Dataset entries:
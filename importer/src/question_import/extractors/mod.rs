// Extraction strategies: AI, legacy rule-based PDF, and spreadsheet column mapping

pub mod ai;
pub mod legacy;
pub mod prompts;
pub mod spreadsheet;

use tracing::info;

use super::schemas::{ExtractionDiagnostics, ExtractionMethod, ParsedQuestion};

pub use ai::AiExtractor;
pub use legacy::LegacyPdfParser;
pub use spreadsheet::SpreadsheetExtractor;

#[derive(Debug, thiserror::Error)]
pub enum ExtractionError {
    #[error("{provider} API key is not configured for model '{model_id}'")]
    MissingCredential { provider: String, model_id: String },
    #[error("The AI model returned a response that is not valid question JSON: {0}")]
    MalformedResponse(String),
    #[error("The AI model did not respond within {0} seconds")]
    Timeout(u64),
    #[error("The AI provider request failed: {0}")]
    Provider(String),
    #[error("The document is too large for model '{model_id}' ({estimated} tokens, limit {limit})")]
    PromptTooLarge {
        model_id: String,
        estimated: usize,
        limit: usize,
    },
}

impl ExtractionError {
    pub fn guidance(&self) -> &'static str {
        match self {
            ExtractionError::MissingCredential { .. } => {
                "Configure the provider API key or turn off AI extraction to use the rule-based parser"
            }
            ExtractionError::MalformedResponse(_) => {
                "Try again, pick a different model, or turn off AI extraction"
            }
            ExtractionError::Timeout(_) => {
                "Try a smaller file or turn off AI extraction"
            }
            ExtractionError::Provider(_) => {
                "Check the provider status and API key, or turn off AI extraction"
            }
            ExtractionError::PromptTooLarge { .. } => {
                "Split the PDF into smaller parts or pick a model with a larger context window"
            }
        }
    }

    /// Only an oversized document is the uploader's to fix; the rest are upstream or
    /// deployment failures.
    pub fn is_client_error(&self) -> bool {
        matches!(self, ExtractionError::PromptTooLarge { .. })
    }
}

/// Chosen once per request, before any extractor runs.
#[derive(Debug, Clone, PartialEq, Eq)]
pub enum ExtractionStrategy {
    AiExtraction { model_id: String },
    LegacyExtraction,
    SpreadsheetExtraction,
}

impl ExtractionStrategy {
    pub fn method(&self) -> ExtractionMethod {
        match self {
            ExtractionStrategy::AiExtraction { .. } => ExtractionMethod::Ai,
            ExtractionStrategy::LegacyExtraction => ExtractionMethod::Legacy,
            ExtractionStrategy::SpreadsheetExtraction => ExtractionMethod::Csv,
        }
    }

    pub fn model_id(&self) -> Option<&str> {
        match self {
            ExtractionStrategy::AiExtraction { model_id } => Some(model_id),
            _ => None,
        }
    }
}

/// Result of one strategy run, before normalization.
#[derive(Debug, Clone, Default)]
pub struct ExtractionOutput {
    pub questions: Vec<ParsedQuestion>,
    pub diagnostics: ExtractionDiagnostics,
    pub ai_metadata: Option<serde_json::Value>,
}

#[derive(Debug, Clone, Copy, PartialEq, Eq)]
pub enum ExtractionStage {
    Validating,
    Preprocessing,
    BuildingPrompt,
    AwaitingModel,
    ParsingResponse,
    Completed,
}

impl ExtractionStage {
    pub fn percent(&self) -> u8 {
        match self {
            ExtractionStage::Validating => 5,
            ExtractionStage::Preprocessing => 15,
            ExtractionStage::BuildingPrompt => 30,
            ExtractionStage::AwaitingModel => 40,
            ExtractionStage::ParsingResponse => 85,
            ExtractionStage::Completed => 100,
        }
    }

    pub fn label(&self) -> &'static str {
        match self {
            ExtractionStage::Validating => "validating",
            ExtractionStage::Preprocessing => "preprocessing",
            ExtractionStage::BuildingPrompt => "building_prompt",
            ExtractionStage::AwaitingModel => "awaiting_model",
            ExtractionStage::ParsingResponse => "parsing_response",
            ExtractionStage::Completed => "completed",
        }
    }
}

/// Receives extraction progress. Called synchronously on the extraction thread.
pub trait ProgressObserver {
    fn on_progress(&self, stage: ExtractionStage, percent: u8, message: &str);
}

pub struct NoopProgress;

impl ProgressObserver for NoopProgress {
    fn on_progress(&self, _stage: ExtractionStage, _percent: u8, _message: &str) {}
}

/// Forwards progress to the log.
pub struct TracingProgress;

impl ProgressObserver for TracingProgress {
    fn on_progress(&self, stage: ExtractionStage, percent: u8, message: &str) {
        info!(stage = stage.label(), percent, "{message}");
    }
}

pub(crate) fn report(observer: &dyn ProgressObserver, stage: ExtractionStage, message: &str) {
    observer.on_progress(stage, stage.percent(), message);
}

--

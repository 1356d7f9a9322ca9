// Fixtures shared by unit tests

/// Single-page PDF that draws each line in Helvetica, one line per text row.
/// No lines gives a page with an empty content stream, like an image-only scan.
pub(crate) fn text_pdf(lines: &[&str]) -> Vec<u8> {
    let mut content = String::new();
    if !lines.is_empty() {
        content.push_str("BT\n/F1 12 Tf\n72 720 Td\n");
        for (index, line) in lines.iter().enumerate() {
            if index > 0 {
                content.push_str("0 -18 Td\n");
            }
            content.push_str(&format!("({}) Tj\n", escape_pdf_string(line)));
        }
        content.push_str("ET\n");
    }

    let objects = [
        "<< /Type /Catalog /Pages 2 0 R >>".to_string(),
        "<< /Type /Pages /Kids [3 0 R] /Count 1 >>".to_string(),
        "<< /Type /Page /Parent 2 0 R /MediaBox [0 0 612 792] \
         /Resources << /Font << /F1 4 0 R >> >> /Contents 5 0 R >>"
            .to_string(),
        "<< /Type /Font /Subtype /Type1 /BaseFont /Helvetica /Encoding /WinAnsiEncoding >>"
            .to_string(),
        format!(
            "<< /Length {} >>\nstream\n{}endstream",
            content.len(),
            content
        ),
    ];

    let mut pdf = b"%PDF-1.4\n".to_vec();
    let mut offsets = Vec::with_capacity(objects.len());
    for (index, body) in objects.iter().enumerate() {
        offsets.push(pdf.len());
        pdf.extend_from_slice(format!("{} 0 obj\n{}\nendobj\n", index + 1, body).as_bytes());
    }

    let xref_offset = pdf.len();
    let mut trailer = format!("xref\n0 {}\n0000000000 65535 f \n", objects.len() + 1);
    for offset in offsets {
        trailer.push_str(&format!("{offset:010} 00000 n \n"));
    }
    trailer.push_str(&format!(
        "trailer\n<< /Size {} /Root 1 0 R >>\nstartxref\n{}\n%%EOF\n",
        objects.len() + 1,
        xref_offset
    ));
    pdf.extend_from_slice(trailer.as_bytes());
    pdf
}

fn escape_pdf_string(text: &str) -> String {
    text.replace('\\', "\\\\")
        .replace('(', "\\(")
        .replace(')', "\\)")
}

==

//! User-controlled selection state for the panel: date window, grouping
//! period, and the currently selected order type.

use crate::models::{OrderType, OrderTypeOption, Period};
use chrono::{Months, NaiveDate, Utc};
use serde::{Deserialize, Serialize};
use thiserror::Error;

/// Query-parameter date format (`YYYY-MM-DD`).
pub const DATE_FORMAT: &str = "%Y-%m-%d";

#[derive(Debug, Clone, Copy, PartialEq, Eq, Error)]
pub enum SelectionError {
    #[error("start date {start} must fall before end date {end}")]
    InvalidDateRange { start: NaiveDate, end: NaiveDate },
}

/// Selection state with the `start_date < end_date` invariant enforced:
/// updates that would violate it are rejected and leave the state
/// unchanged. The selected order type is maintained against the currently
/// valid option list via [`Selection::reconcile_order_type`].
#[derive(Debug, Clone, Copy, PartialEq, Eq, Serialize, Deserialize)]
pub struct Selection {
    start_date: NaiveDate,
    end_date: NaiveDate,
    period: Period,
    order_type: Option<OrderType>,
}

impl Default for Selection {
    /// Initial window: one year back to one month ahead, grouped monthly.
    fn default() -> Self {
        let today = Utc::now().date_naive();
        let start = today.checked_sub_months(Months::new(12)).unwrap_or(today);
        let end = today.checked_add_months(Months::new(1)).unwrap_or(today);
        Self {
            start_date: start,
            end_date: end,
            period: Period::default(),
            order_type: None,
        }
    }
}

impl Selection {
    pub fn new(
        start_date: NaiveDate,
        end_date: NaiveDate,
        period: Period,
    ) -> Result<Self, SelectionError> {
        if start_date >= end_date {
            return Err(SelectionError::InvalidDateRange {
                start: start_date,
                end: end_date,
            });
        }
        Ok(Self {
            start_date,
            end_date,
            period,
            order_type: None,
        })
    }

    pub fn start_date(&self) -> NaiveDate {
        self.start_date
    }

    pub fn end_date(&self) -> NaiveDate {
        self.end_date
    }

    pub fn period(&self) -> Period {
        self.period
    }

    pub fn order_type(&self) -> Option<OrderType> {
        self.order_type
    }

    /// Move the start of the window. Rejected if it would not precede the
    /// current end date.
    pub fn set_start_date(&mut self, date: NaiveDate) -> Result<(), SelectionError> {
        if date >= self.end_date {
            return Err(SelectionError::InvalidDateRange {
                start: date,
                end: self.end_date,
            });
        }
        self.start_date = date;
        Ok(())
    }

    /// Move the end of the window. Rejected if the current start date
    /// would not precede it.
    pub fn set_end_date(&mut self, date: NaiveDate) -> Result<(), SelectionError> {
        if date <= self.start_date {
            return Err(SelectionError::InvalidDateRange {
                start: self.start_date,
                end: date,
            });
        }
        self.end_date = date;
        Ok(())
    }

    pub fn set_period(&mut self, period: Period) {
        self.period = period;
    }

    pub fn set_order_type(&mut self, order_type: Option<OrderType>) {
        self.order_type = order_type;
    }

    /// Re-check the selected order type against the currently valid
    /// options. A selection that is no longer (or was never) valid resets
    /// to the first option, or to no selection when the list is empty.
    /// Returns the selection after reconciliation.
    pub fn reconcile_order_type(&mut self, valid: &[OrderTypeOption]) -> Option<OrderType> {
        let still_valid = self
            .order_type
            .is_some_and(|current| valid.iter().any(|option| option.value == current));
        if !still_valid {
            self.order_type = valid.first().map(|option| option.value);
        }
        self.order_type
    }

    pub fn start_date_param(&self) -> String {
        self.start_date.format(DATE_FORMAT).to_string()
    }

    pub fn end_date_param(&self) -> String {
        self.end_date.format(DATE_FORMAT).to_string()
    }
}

About this exercise
Take exactly the lines from the one containing "again, pick a" through the one containing "any extractor runs." in the data above, and output them with nothing added.

Response
                "Try again, pick a different model, or turn off AI extraction"
            }
            ExtractionError::Timeout(_) => {
                "Try a smaller file or turn off AI extraction"
            }
            ExtractionError::Provider(_) => {
                "Check the provider status and API key, or turn off AI extraction"
            }
            ExtractionError::PromptTooLarge { .. } => {
                "Split the PDF into smaller parts or pick a model with a larger context window"
            }
        }
    }

    /// Only an oversized document is the uploader's to fix; the rest are upstream or
    /// deployment failures.
    pub fn is_client_error(&self) -> bool {
        matches!(self, ExtractionError::PromptTooLarge { .. })
    }
}

/// Chosen once per request, before any extractor runs.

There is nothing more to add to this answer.